Fidel Castro, Küba devriminin önderi
Fidel Castro, Küba devriminin önderi

Genel hatlarıyla bu şekilde açıklanan Küba Devrimi’nin, yaşandığı dönemde güçlü iç ve dış yansımaları olmuştur. Özellikle, o yılların son dönemlerinde diplomatik ilişkileri iyileştirme çabaları ivme kazanmıştı. Yine de devrim, Küba’nın ABD ile ilişkisini değiştirdi. Devrimin hemen sonrasında, Castro’nun hükümeti çeşitli çalışmalar yapmıştır. Küba’nın ekonomisini ve sivil toplumunu dönüştüren bir millileştirme çalışmalarının yanında basının merkezileştirilmesi programını başlatmıştır. Devrim aynı zamanda Afrika, Latin Amerika, Güneydoğu Asya ve Orta Doğu’daki yabancı askeri çatışmalara da Küba müdahalesi olacağının habercisi oldu. 1959’u takip eden altı yıl içinde, özellikle Escambray dağlarında, Devrimci hükümet tarafından bastırılan çeşitli isyanlar meydana geldi.

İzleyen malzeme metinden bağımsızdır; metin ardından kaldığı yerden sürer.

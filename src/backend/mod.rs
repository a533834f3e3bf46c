//! Terminal backends.
//!
//! Everything above this module talks to the terminal through the
//! [`Backend`] capability set. There are two implementations:
//!
//! - **device**: the live terminal device (Windows console and POSIX ttys)
//! - **virtual_term**: an in-memory terminal emulation that records cells,
//!   applied attributes and lifecycle calls, used for headless runs and tests
//!
//! # Architecture
//!
//! ```text
//! TerminalSession
//! ├── ColorPalette ── resolves ──> Attributes
//! └── Backend
//!     ├── CrosstermBackend (stdout + crossterm events)
//!     └── VirtualTerminal  (cell grid + KeyFeed channel)
//! ```

pub mod device;
pub mod virtual_term;

use std::time::Duration;

use bitflags::bitflags;

use crate::error::Result;

pub use device::CrosstermBackend;
pub use virtual_term::{KeyFeed, VirtualProbe, VirtualTerminal};

/// A 0-based cell coordinate, `x` = column, `y` = row.
///
/// Also used for window sizes, where `x` is the column count and `y` the row
/// count.
#[derive(Clone, Copy, Debug, Default, PartialEq, Eq, Hash)]
pub struct Coord {
    pub x: u16,
    pub y: u16,
}

impl Coord {
    pub const fn new(x: u16, y: u16) -> Self {
        Self { x, y }
    }
}

impl From<(u16, u16)> for Coord {
    fn from((x, y): (u16, u16)) -> Self {
        Self { x, y }
    }
}

/// Scan codes of the extended-key byte stream returned by
/// [`Backend::read_raw_key`].
///
/// An extended key is a lead byte followed by one scan code. Arrows have two
/// accepted codes each: the console keypad code and the ANSI final byte.
pub mod scan {
    pub const LEAD_NULL: u8 = 0x00;
    pub const LEAD_EXTENDED: u8 = 0xE0;

    pub const UP: u8 = 0x48;
    pub const DOWN: u8 = 0x50;
    pub const LEFT: u8 = 0x4B;
    pub const RIGHT: u8 = 0x4D;

    pub const UP_ANSI: u8 = 0x41;
    pub const DOWN_ANSI: u8 = 0x42;
    pub const RIGHT_ANSI: u8 = 0x43;
    pub const LEFT_ANSI: u8 = 0x44;

    pub const HOME: u8 = 0x47;
    pub const PAGE_UP: u8 = 0x49;
    pub const END: u8 = 0x4F;
    pub const PAGE_DOWN: u8 = 0x51;
    pub const INSERT: u8 = 0x52;
    pub const DELETE: u8 = 0x53;

    /// Whether `byte` introduces a two-byte extended key.
    pub fn is_lead(byte: u8) -> bool {
        byte == LEAD_NULL || byte == LEAD_EXTENDED
    }
}

/// How a raw key read behaves when nothing is pending.
#[derive(Clone, Copy, Debug, PartialEq, Eq)]
pub enum ReadMode {
    /// Return `None` immediately.
    Poll,
    /// Block until a byte arrives.
    Wait,
}

bitflags! {
    /// Console text attributes for the base+bold color model.
    ///
    /// Bit layout matches the classic console character attribute word:
    /// three primaries plus an intensity bit, once for the foreground and
    /// once for the background.
    #[derive(Clone, Copy, Debug, Default, PartialEq, Eq, Hash)]
    pub struct ConsoleAttr: u16 {
        const FOREGROUND_BLUE      = 0x0001;
        const FOREGROUND_GREEN     = 0x0002;
        const FOREGROUND_RED       = 0x0004;
        const FOREGROUND_INTENSITY = 0x0008;
        const BACKGROUND_BLUE      = 0x0010;
        const BACKGROUND_GREEN     = 0x0020;
        const BACKGROUND_RED       = 0x0040;
        const BACKGROUND_INTENSITY = 0x0080;
    }
}

impl ConsoleAttr {
    /// Foreground as an index into the 16-entry ANSI table.
    pub fn foreground_index(self) -> u8 {
        Self::ansi_index(
            self.contains(Self::FOREGROUND_RED),
            self.contains(Self::FOREGROUND_GREEN),
            self.contains(Self::FOREGROUND_BLUE),
            self.contains(Self::FOREGROUND_INTENSITY),
        )
    }

    /// Background as an index into the 16-entry ANSI table.
    pub fn background_index(self) -> u8 {
        Self::ansi_index(
            self.contains(Self::BACKGROUND_RED),
            self.contains(Self::BACKGROUND_GREEN),
            self.contains(Self::BACKGROUND_BLUE),
            self.contains(Self::BACKGROUND_INTENSITY),
        )
    }

    fn ansi_index(red: bool, green: bool, blue: bool, intense: bool) -> u8 {
        u8::from(red) | u8::from(green) << 1 | u8::from(blue) << 2 | u8::from(intense) << 3
    }
}

/// A color pair for the palette color model.
///
/// `foreground` and `background` are cells of the 16-entry palette; a bright
/// background lives in the upper bank (`8..16`) and is addressed by a pair id
/// in the parallel bank.
#[derive(Clone, Copy, Debug, Default, PartialEq, Eq, Hash)]
pub struct ColorPair {
    pub pair: u16,
    pub foreground: u8,
    pub background: u8,
    pub bold: bool,
}

/// Concrete drawing attributes produced by palette resolution.
#[derive(Clone, Copy, Debug, PartialEq, Eq, Hash)]
pub enum Attributes {
    Console(ConsoleAttr),
    Pair(ColorPair),
}

impl Default for Attributes {
    fn default() -> Self {
        Attributes::Console(ConsoleAttr::empty())
    }
}

/// The capability set every terminal backend provides.
pub trait Backend {
    /// Put the device into raw mode: no line buffering, no echo, special
    /// keys reported, colors enabled.
    fn enter_raw_mode(&mut self) -> Result<()>;

    /// Release raw mode and restore the device.
    fn leave_raw_mode(&mut self) -> Result<()>;

    /// Clear the whole screen and home the cursor.
    fn clear(&mut self) -> Result<()>;

    /// Write literal text at the cursor, advancing it with normal line wrap.
    fn write_text(&mut self, text: &str) -> Result<()>;

    /// Apply attributes to all subsequent output.
    fn set_attributes(&mut self, attrs: Attributes) -> Result<()>;

    /// Read one raw input byte.
    ///
    /// Extended keys arrive as a lead byte (`0x00` or `0xE0`) followed by a
    /// scan code. With [`ReadMode::Poll`], `Ok(None)` means nothing is
    /// pending.
    fn read_raw_key(&mut self, mode: ReadMode) -> Result<Option<u8>>;

    fn cursor_position(&mut self) -> Result<Coord>;

    fn window_size(&mut self) -> Result<Coord>;

    fn move_cursor(&mut self, pos: Coord) -> Result<()>;

    /// Block the calling thread for `duration`.
    fn sleep(&mut self, duration: Duration) {
        std::thread::sleep(duration);
    }
}

#[cfg(test)]
mod tests {
    use super::*;

    #[test]
    fn test_console_attr_indices() {
        let attr = ConsoleAttr::FOREGROUND_RED | ConsoleAttr::FOREGROUND_GREEN;
        assert_eq!(attr.foreground_index(), 3); // yellow
        assert_eq!(attr.background_index(), 0);

        let attr = ConsoleAttr::BACKGROUND_BLUE | ConsoleAttr::BACKGROUND_INTENSITY;
        assert_eq!(attr.background_index(), 12); // bright blue
    }

    #[test]
    fn test_coord_from_tuple() {
        assert_eq!(Coord::from((3, 7)), Coord::new(3, 7));
    }
}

Küba Devrimi’nin Tarihi Altyapısı

Geçmişinde Küba, 20 Mayıs 1902’de ABD’den resmi bağımsızlığını izleyen o yıllarda, bir dizi isyan, darbe ve bir ABD askeri işgaline katlanan önemli bir istikrarsızlık dönemi yaşadı. 1940 yılında. 1944’e kadar Küba’nın seçilmiş başkanı olarak görev yapmış eski bir asker olan Fulgencio Batista, bir askeri darbeyle iktidarı ele geçirdi. 1952 seçimlerini iptal etti. Daha sonra 1952’de ikinci kez başkan makamına geldi. Batista ilk döneminde göre ilerici oldu. Ancak ilerleyen süreçte, çok daha diktatör olduğunu göstermekle kalmayıp, popüler endişelere kayıtsız olduğunu kanıtladı. Küba’nın, yüksek işsizlik ve sınırlı su altyapısı ile boğuştuğu dönemde, Batista organize suçla kazançlı bağlantılar kurdu. Ayrıca, Amerikan şirketlerinin Küba ekonomisine, özellikle şeker kamışı tarlalarına ve diğer yerel kaynaklara, hâkim olmasına izin verdi.

Fulgencio Batista
Fulgencio Batista

Bu durum, nüfusu kışkırttı. ABD silahlı ve siyasi olarak Batista diktatörlüğünü destekledi. Daha sonraki, ABD başkanları ise ironik bir biçimde onun yolsuzluğunu anlatacaktı. Hatta, onun hükümetini düşürmenin haklılığını reddetmediler. Batista, başkan olduğu ilk dönemde Küba Komünist Partisi tarafından, destek görmedi. İkinci dönemine, geldiğinde güçlü bir şekilde anti-komünist oldu. Bu sebeple, iktidarken siyasi muhalifleri susturmak istedi. Bunun için oldukça zayıf sayılabilecek bir güvenlik köprüsü geliştirdi. Bu durum da Küba devrimi konusuna zemin hazırladı. Mart 1952 darbesini takip eden günlerde, o zamanlar genç bir avukat ve aktivist olan Fidel Castro düzene son vermek istedi. Batista’yı yolsuzluk ve zorbalıkla suçluyordu. Batista’nın devrilmesi için, dilekçe verdi. Ancak Castro’nun anayasal iddiaları, Küba mahkemelerince kabul görmedi.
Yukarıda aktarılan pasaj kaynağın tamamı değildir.